Tourism is Economic Development

Similar to our County’s Economic Development Commission, our goal in Travel & Tourism is to stimulate local investment. However, the investment we pursue comes in the form of visitor spending.  Any time a person travels to Gaston County from 50 miles or more away, either for the day or overnight, the dollars they spend here support our local economy. Last year, visitors to Gaston County collectively spent a whopping $234 million dollars.  These direct expenditures helped to employ over 1,800 individuals working in our local tourism industry. Further, spending by travelers visiting our area generated $12.9 million in state tax receipts and $3.8 million in local tax receipts.  The state and local tax collections resulting from visitor spending represent a tax savings per resident of $79.46.

In hitting the $234 million mark last year, annual visitor spending in Gaston County has now grown over $71 million in the past ten years (up from $163 million in 2005). In the past twenty years, annual visitor spending in Gaston County has grown over $132 million (up from $102 million in 1995).                Among North Carolina’s 100 Counties, Gaston County ranks seventeenth in annual visitor expenditures.

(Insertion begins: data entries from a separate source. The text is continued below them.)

//! Identity facade over a certificate-authority client.
//!
//! # Quick Start
//!
//! ```rust,ignore
//! use msp::{Msp, MspError, RegistrationRequest};
//!
//! async fn onboard(provider: impl FnOnce() -> msp::ProviderResult<std::sync::Arc<dyn msp::ClientContext>>) -> msp::Result<()> {
//!     let msp = Msp::builder(provider).organization("Org1MSP").build()?;
//!
//!     let secret = msp
//!         .register(&RegistrationRequest::new("alice", "client").max_enrollments(1))
//!         .await?;
//!
//!     match msp.signing_identity("alice").await {
//!         Ok(identity) => println!("already enrolled under {}", identity.msp_id),
//!         Err(MspError::UserNotFound) => msp.enroll("alice").secret(secret).send().await?,
//!         Err(e) => return Err(e),
//!     }
//!
//!     Ok(())
//! }
//! ```
//!
//! # Features
//!
//! - `memory` - In-memory user store, key registry and session context

// Re-export core types
pub use msp_core::*;

// Re-export facade
pub use msp_client::{EnrollBuilder, Msp, MspBuilder, MspOptions};

#[cfg(feature = "memory")]
pub use msp_memory as memory;
//! Identity facade over a certificate-authority client.
//!
//! This crate provides [`Msp`], bound to one organization, which forwards
//! enrollment, registration, revocation and user lookups to the CA client
//! and identity manager supplied by a session context.

mod client;
mod config;
pub mod api;

pub use api::EnrollBuilder;
pub use client::{Msp, MspBuilder};
pub use config::MspOptions;
pub use msp_core::{MspError, Result};
use async_trait::async_trait;
use msp_core::{CryptoSuite, IdentityManager, ProviderError, ProviderResult, User, UserStore};
use std::sync::Arc;
use tracing::debug;

/// Identity manager for one organization, reading from a shared user store
pub struct MemoryIdentityManager {
    msp_id: String,
    store: Arc<dyn UserStore>,
    crypto: Arc<dyn CryptoSuite>,
}

impl MemoryIdentityManager {
    /// Create a manager for `msp_id`
    #[must_use]
    pub fn new(
        msp_id: impl Into<String>,
        store: Arc<dyn UserStore>,
        crypto: Arc<dyn CryptoSuite>,
    ) -> Self {
        Self {
            msp_id: msp_id.into(),
            store,
            crypto,
        }
    }
}

#[async_trait]
impl IdentityManager for MemoryIdentityManager {
    fn msp_id(&self) -> &str {
        &self.msp_id
    }

    async fn get_user(&self, name: &str) -> ProviderResult<User> {
        let record = self.store.load(name).await?;
        if record.msp_id != self.msp_id {
            return Err(ProviderError::Identity(format!(
                "user '{name}' belongs to {}, not {}",
                record.msp_id, self.msp_id
            )));
        }

        let private_key = self.crypto.get_key(&record.ski).await?;
        debug!(user = %name, msp_id = %self.msp_id, "resolved user");

        Ok(User {
            id: record.id,
            msp_id: record.msp_id,
            private_key,
            enrollment_certificate: record.enrollment_certificate,
        })
    }
}

#[cfg(test)]
mod tests {
    use super::*;
    use crate::{MemoryCryptoSuite, MemoryUserStore};
    use msp_core::{PrivateKeyHandle, UserRecord};

    async fn manager_with(
        record: Option<UserRecord>,
        key: Option<PrivateKeyHandle>,
    ) -> MemoryIdentityManager {
        let store = Arc::new(MemoryUserStore::new());
        let crypto = Arc::new(MemoryCryptoSuite::new());
        if let Some(record) = record {
            store.store(record).await.unwrap();
        }
        if let Some(key) = key {
            crypto.import_key(key).await;
        }
        MemoryIdentityManager::new("Org1MSP", store, crypto)
    }

    fn record(msp_id: &str) -> UserRecord {
        UserRecord {
            id: "alice".into(),
            msp_id: msp_id.into(),
            enrollment_certificate: b"cert".to_vec(),
            ski: vec![1, 2],
        }
    }

    #[tokio::test]
    async fn test_resolves_user_with_key() {
        let key = PrivateKeyHandle::new(vec![1, 2], "ECDSA-P256");
        let manager = manager_with(Some(record("Org1MSP")), Some(key.clone())).await;

        let user = manager.get_user("alice").await.unwrap();
        assert_eq!(user.id(), "alice");
        assert_eq!(user.msp_id(), "Org1MSP");
        assert_eq!(user.private_key(), &key);
        assert_eq!(user.enrollment_certificate(), b"cert");
    }

    #[tokio::test]
    async fn test_unknown_user() {
        let manager = manager_with(None, None).await;
        assert_eq!(
            manager.get_user("bob").await.unwrap_err(),
            ProviderError::UserNotFound
        );
    }

    #[tokio::test]
    async fn test_foreign_msp_rejected() {
        let key = PrivateKeyHandle::new(vec![1, 2], "ECDSA-P256");
        let manager = manager_with(Some(record("Org2MSP")), Some(key)).await;
        assert!(matches!(
            manager.get_user("alice").await,
            Err(ProviderError::Identity(_))
        ));
    }

    #[tokio::test]
    async fn test_missing_key() {
        let manager = manager_with(Some(record("Org1MSP")), None).await;
        assert!(matches!(
            manager.get_user("alice").await,
            Err(ProviderError::Crypto(_))
        ));
    }
}
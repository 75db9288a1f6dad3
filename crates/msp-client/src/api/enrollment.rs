//! Enrollment and re-enrollment.

use crate::Msp;
use msp_core::{MspError, Result};
use tracing::{debug, instrument};

/// Builder for enrolling a registered identity
///
/// A new key pair is generated by the CA client and the issued
/// certificate is stored alongside it; retrieve them afterwards with
/// [`Msp::signing_identity`].
pub struct EnrollBuilder<'a> {
    msp: &'a Msp,
    enrollment_id: String,
    secret: Option<String>,
}

impl<'a> EnrollBuilder<'a> {
    pub(crate) const fn new(msp: &'a Msp, enrollment_id: String) -> Self {
        Self {
            msp,
            enrollment_id,
            secret: None,
        }
    }

    /// Shared secret returned by registration
    #[must_use]
    pub fn secret(mut self, secret: impl Into<String>) -> Self {
        self.secret = Some(secret.into());
        self
    }

    /// Enroll the identity
    #[instrument(
        skip(self),
        fields(org = %self.msp.organization(), enrollment_id = %self.enrollment_id)
    )]
    pub async fn send(self) -> Result<()> {
        require_enrollment_id(&self.enrollment_id)?;
        let ca = self.msp.ca_client()?;
        ca.enroll(&self.enrollment_id, self.secret.as_deref()).await?;
        debug!("enrolled");
        Ok(())
    }
}

impl Msp {
    /// Obtain a new certificate for an identity that is already enrolled
    #[instrument(skip(self), fields(org = %self.organization()))]
    pub async fn reenroll(&self, enrollment_id: &str) -> Result<()> {
        require_enrollment_id(enrollment_id)?;
        let ca = self.ca_client()?;
        ca.reenroll(enrollment_id).await?;
        debug!("reenrolled");
        Ok(())
    }
}

fn require_enrollment_id(enrollment_id: &str) -> Result<()> {
    if enrollment_id.trim().is_empty() {
        return Err(MspError::InvalidRequest(
            "enrollment ID is required".to_string(),
        ));
    }
    Ok(())
}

Branding a Key to Destination Management

In order to best deliver upon our organizational mission – to effectively market and promote travel to Gaston County and to strategically manage the development of future tourism assets in order to maximize overnight stays, visitor spending, client satisfaction and local partner engagement – we must have a compelling message about the experience we offer visitors. This is executed through branding- the creation of an emotional bond connecting our visitor audiences to Gaston County.  A credible, authentic, resonant brand differentiates us from the pack, provides consistent messaging for our tourism product and becomes an aspirational rallying point for residents and tourism partners.  A strong and unique identity helps us attract more visitors and to generate more revenue. With branding, we actively support all pillars of our strategic plan- sales & marketing, partnership, client satisfaction and destination management.

With our strategic plan and unique positioning through destination branding, Gaston County is poised to grow tourism to levels not previously seen. I am incredibly excited to part of this vibrant destination, particularly at this time.